(Beginning of Exercise input)

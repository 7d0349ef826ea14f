//! Configuration loading for the quote curator.
//!
//! Layered config: defaults -> config file -> env vars -> CLI flags.
//! The default config file lives at `<config_dir>/quote-curator/config.toml`.

use config::{Config, Environment, File};
use directories::{BaseDirs, ProjectDirs};
use serde::{Deserialize, Serialize};
use std::path::PathBuf;

use crate::error::CuratorTypesError;

const APP_NAME: &str = "quote-curator";

/// Clustering engine thresholds.
#[derive(Debug, Clone, PartialEq, Serialize, Deserialize)]
pub struct ClusteringSettings {
    /// Minimum cosine similarity to the seed for cluster membership (inclusive)
    #[serde(default = "default_cluster_similarity")]
    pub similarity_threshold: f32,

    /// Minimum members for a cluster to qualify
    #[serde(default = "default_min_quotes")]
    pub min_quotes: usize,

    /// Minimum distinct articles for a cluster to qualify
    #[serde(default = "default_min_articles")]
    pub min_articles: usize,
}

fn default_cluster_similarity() -> f32 {
    0.60
}

fn default_min_quotes() -> usize {
    5
}

fn default_min_articles() -> usize {
    3
}

impl Default for ClusteringSettings {
    fn default() -> Self {
        Self {
            similarity_threshold: default_cluster_similarity(),
            min_quotes: default_min_quotes(),
            min_articles: default_min_articles(),
        }
    }
}

/// Age windows used to split a cluster into anchor and echoes.
#[derive(Debug, Clone, PartialEq, Serialize, Deserialize)]
pub struct TemporalSettings {
    /// Quotes created more than this many days ago are "old"
    #[serde(default = "default_old_after_days")]
    pub old_after_days: u32,

    /// Quotes created within this many days are "recent"
    #[serde(default = "default_recent_within_days")]
    pub recent_within_days: u32,

    /// Maximum echo quotes attached to an anchor
    #[serde(default = "default_max_recent")]
    pub max_recent: usize,

    /// Minimum recent quotes required in strict mode
    #[serde(default = "default_min_recent")]
    pub min_recent: usize,
}

fn default_old_after_days() -> u32 {
    60
}

fn default_recent_within_days() -> u32 {
    30
}

fn default_max_recent() -> usize {
    3
}

fn default_min_recent() -> usize {
    2
}

impl Default for TemporalSettings {
    fn default() -> Self {
        Self {
            old_after_days: default_old_after_days(),
            recent_within_days: default_recent_within_days(),
            max_recent: default_max_recent(),
            min_recent: default_min_recent(),
        }
    }
}

/// How strictly the curator path demands an old anchor.
#[derive(Debug, Clone, Copy, Default, PartialEq, Eq, Serialize, Deserialize)]
#[serde(rename_all = "snake_case")]
pub enum AnchorMode {
    /// Require an old anchor and recent echoes
    Strict,
    /// Oldest member anchors, next members echo
    Relaxed,
    /// Strict first, relaxed if strict finds nothing
    #[default]
    Auto,
}

/// Weighted draw across the best candidates.
#[derive(Debug, Clone, PartialEq, Serialize, Deserialize)]
pub struct WeightedSelectionSettings {
    /// How many of the richest candidates take part in the draw
    #[serde(default = "default_top_candidates")]
    pub top_candidates: usize,

    /// Draw weights, best candidate first
    #[serde(default = "default_weights")]
    pub weights: Vec<u32>,

    /// Anchor strictness for the curator path
    #[serde(default)]
    pub anchor_mode: AnchorMode,
}

fn default_top_candidates() -> usize {
    3
}

fn default_weights() -> Vec<u32> {
    vec![3, 2, 1]
}

impl Default for WeightedSelectionSettings {
    fn default() -> Self {
        Self {
            top_candidates: default_top_candidates(),
            weights: default_weights(),
            anchor_mode: AnchorMode::default(),
        }
    }
}

/// Category matching thresholds.
///
/// Category matching uses a lower floor than quote-to-quote clustering: a
/// category embeds an abstract label, and similarity to a concept is weaker.
#[derive(Debug, Clone, PartialEq, Serialize, Deserialize)]
pub struct CategoryMatchSettings {
    /// Similarity floor for previews and stats
    #[serde(default = "default_stats_threshold")]
    pub stats_threshold: f32,

    /// Match limit for previews and stats
    #[serde(default = "default_stats_limit")]
    pub stats_limit: usize,

    /// Similarity floor when assembling a category digest
    #[serde(default = "default_digest_threshold")]
    pub digest_threshold: f32,

    /// Match limit when assembling a category digest
    #[serde(default = "default_digest_limit")]
    pub digest_limit: usize,

    /// Quotes carried into the digest body
    #[serde(default = "default_max_digest_quotes")]
    pub max_digest_quotes: usize,

    /// Minimum distinct articles among matches
    #[serde(default = "default_min_articles")]
    pub min_articles: usize,

    /// Sample quotes reported by stats
    #[serde(default = "default_sample_size")]
    pub sample_size: usize,
}

fn default_stats_threshold() -> f32 {
    0.35
}

fn default_stats_limit() -> usize {
    100
}

fn default_digest_threshold() -> f32 {
    0.55
}

fn default_digest_limit() -> usize {
    20
}

fn default_max_digest_quotes() -> usize {
    8
}

fn default_sample_size() -> usize {
    3
}

impl Default for CategoryMatchSettings {
    fn default() -> Self {
        Self {
            stats_threshold: default_stats_threshold(),
            stats_limit: default_stats_limit(),
            digest_threshold: default_digest_threshold(),
            digest_limit: default_digest_limit(),
            max_digest_quotes: default_max_digest_quotes(),
            min_articles: default_min_articles(),
            sample_size: default_sample_size(),
        }
    }
}
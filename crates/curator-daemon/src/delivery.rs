//! File outbox delivery.
//!
//! Each digest becomes one Markdown file `<outbox>/<timestamp>-<ulid>.md`,
//! ready for a mail relay or a human to pick up.

use std::fs;
use std::path::{Path, PathBuf};

use chrono::Utc;
use tracing::debug;
use ulid::Ulid;

use curator_core::{ComposedDigest, CuratorError, DeliveryReceipt, DigestDelivery};

/// Writes digests into a directory.
#[derive(Debug, Clone)]
pub struct OutboxDelivery {
    dir: PathBuf,
}

impl OutboxDelivery {
    pub fn new(dir: impl Into<PathBuf>) -> Self {
        Self { dir: dir.into() }
    }

    pub fn dir(&self) -> &Path {
        &self.dir
    }
}

fn render(digest: &ComposedDigest) -> String {
    format!(
        "---\nsubject: {}\ntheme: {}\n---\n\n{}\n",
        digest.subject, digest.theme, digest.body
    )
}

impl DigestDelivery for OutboxDelivery {
    fn deliver(&self, digest: &ComposedDigest) -> Result<DeliveryReceipt, CuratorError> {
        fs::create_dir_all(&self.dir).map_err(|e| {
            CuratorError::Delivery(format!("cannot create outbox {:?}: {}", self.dir, e))
        })?;

        let file_name = format!("{}-{}.md", Utc::now().format("%Y%m%dT%H%M%SZ"), Ulid::new());
        let path = self.dir.join(&file_name);
        fs::write(&path, render(digest))
            .map_err(|e| CuratorError::Delivery(format!("cannot write {:?}: {}", path, e)))?;

        debug!(path = ?path, "Digest written to outbox");
        Ok(DeliveryReceipt {
            location: path.to_string_lossy().into_owned(),
        })
    }
}
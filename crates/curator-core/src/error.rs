//! Core error types.
//!
//! Thin data is not an error here: too few quotes or no qualifying cluster
//! is reported as `None` or an empty result. Only collaborator failures
//! surface as `CuratorError`.

use thiserror::Error;

/// Errors that abort a digest invocation.
#[derive(Debug, Error)]
pub enum CuratorError {
    /// Quote, category or history repository failed
    #[error("Repository error: {0}")]
    Repository(String),

    /// Prose generation failed
    #[error("Composition error: {0}")]
    Compose(String),

    /// Delivery failed
    #[error("Delivery error: {0}")]
    Delivery(String),

    /// Embedding generation failed
    #[error("Embedding error: {0}")]
    Embedding(String),

    /// Record not found
    #[error("Not found: {0}")]
    NotFound(String),

    /// Invalid input
    #[error("Invalid input: {0}")]
    InvalidInput(String),
}

impl From<curator_types::CuratorTypesError> for CuratorError {
    fn from(err: curator_types::CuratorTypesError) -> Self {
        CuratorError::InvalidInput(err.to_string())
    }
}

(End of Exercise input)

What to produce -> Lines from the entries that contain the string "CategoryMatchSettings" are what must be copied.

Task solution ->
pub struct CategoryMatchSettings {
impl Default for CategoryMatchSettings {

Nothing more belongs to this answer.